[[ DATA LISTING open ]]
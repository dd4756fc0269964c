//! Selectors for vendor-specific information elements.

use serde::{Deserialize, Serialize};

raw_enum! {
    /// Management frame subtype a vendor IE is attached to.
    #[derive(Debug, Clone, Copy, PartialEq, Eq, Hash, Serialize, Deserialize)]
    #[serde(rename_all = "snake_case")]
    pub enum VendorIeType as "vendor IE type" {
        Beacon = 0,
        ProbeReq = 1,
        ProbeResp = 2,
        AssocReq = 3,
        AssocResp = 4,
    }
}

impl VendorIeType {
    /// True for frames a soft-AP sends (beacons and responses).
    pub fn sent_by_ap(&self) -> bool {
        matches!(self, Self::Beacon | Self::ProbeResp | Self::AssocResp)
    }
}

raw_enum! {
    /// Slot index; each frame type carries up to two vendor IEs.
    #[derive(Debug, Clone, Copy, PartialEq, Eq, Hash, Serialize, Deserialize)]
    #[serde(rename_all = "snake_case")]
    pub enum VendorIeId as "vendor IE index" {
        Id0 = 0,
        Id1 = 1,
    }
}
[[ DATA LISTING closed ]]
[[ DATA LISTING open ]]
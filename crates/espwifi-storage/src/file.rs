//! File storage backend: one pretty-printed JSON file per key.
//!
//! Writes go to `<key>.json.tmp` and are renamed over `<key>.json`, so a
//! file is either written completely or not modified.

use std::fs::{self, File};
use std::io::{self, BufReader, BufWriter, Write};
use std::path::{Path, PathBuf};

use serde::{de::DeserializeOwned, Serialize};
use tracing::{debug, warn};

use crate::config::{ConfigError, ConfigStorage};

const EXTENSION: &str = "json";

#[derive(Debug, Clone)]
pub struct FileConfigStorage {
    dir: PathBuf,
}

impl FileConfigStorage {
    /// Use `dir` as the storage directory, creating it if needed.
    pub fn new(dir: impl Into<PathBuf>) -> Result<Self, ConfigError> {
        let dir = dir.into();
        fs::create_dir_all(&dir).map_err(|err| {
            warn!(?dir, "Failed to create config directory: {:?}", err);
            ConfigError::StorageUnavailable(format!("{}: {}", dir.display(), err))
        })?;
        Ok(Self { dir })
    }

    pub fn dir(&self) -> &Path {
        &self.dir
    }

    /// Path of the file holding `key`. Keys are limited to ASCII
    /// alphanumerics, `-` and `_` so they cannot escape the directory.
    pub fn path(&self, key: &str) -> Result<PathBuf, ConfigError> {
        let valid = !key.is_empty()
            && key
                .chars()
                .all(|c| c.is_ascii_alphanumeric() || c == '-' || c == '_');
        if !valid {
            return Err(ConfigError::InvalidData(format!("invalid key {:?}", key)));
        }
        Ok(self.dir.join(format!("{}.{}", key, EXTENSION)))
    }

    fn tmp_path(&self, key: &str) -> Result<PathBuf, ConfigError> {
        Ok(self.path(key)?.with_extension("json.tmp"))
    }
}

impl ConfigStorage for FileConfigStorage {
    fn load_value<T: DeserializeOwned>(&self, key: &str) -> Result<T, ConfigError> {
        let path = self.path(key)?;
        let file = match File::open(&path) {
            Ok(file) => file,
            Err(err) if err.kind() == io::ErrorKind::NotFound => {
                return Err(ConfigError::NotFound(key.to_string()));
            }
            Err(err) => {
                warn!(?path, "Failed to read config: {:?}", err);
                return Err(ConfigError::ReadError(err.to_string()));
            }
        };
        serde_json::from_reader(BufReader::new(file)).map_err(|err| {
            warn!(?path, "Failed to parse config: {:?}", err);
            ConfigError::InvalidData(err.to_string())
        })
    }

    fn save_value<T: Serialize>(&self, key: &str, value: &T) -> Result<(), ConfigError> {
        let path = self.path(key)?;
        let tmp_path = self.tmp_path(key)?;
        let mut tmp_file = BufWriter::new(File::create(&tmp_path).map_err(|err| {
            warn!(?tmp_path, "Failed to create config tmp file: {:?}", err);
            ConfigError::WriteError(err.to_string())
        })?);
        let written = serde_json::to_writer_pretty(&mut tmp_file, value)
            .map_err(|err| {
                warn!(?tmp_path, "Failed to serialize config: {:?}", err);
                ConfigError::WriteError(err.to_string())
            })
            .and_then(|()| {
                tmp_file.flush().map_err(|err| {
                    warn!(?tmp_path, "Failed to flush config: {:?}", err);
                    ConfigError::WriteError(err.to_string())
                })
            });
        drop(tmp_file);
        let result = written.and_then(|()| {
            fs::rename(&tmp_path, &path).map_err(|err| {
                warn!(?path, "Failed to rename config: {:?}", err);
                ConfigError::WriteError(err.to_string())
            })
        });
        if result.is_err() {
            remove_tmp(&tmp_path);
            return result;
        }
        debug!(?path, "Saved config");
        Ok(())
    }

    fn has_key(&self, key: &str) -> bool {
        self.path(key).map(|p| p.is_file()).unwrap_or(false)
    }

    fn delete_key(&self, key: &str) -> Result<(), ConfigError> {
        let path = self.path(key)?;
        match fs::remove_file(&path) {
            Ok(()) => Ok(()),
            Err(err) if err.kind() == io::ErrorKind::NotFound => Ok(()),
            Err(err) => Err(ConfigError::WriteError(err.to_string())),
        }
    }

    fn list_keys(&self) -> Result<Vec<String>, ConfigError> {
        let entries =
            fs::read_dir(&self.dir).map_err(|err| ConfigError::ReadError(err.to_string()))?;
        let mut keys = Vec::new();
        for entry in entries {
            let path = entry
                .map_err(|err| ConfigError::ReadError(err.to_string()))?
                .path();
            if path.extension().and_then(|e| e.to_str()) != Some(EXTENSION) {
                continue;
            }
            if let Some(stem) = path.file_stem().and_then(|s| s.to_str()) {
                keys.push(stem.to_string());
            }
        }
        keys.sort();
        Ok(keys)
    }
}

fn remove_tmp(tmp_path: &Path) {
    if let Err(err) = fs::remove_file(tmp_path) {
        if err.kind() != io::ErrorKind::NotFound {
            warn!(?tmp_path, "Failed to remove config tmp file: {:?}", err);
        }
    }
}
[[ DATA LISTING closed ]]
- [WORK TO COMPLETE]: Every line in the entries that contains the word "InvalidData" should be counted, and the total stated alone.

- [SOLVED EXERCISE]: 2